What to produce:
Filter the entries below, keeping only lines with the word "concrete".

*** Opening of Provided data ***

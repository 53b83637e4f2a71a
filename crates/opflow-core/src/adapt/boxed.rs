//! Type-erased senders
//!
//! Routing code that produces differently shaped pipelines from one
//! decision point needs them unified under a single type; `box_sender`
//! erases the concrete sender behind one heap allocation.

use crate::error::OpError;
use crate::op::{Receiver, Sender};
use crate::stop::StopToken;

trait DynReceiver<T>: Send {
    fn set_value_boxed(self: Box<Self>, value: T);
    fn set_error_boxed(self: Box<Self>, error: OpError);
    fn set_stopped_boxed(self: Box<Self>);
    fn stop_token_ref(&self) -> StopToken;
}

impl<R: Receiver> DynReceiver<R::Value> for R {
    fn set_value_boxed(self: Box<Self>, value: R::Value) {
        (*self).set_value(value);
    }

    fn set_error_boxed(self: Box<Self>, error: OpError) {
        (*self).set_error(error);
    }

    fn set_stopped_boxed(self: Box<Self>) {
        (*self).set_stopped();
    }

    fn stop_token_ref(&self) -> StopToken {
        self.stop_token()
    }
}

struct BoxedReceiver<T> {
    inner: Box<dyn DynReceiver<T>>,
}

impl<T: Send + 'static> Receiver for BoxedReceiver<T> {
    type Value = T;

    fn set_value(self, value: T) {
        self.inner.set_value_boxed(value);
    }

    fn set_error(self, error: OpError) {
        self.inner.set_error_boxed(error);
    }

    fn set_stopped(self) {
        self.inner.set_stopped_boxed();
    }

    fn stop_token(&self) -> StopToken {
        self.inner.stop_token_ref()
    }
}

trait DynSender<T>: Send {
    fn start_boxed(self: Box<Self>, recv: BoxedReceiver<T>);
}

impl<S: Sender> DynSender<S::Value> for S {
    fn start_boxed(self: Box<Self>, recv: BoxedReceiver<S::Value>) {
        (*self).start(recv);
    }
}

/// A sender with its concrete type erased
pub struct BoxSender<T> {
    inner: Box<dyn DynSender<T>>,
}

/// Erase the concrete type of `src`
pub fn box_sender<S: Sender>(src: S) -> BoxSender<S::Value> {
    BoxSender {
        inner: Box::new(src),
    }
}

impl<T: Send + 'static> Sender for BoxSender<T> {
    type Value = T;

    fn start<R>(self, recv: R)
    where
        R: Receiver<Value = T>,
    {
        self.inner.start_boxed(BoxedReceiver {
            inner: Box::new(recv),
        });
    }
}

*** Close of Provided data ***

Output for this task:
//! erases the concrete sender behind one heap allocation.
/// A sender with its concrete type erased
/// Erase the concrete type of `src`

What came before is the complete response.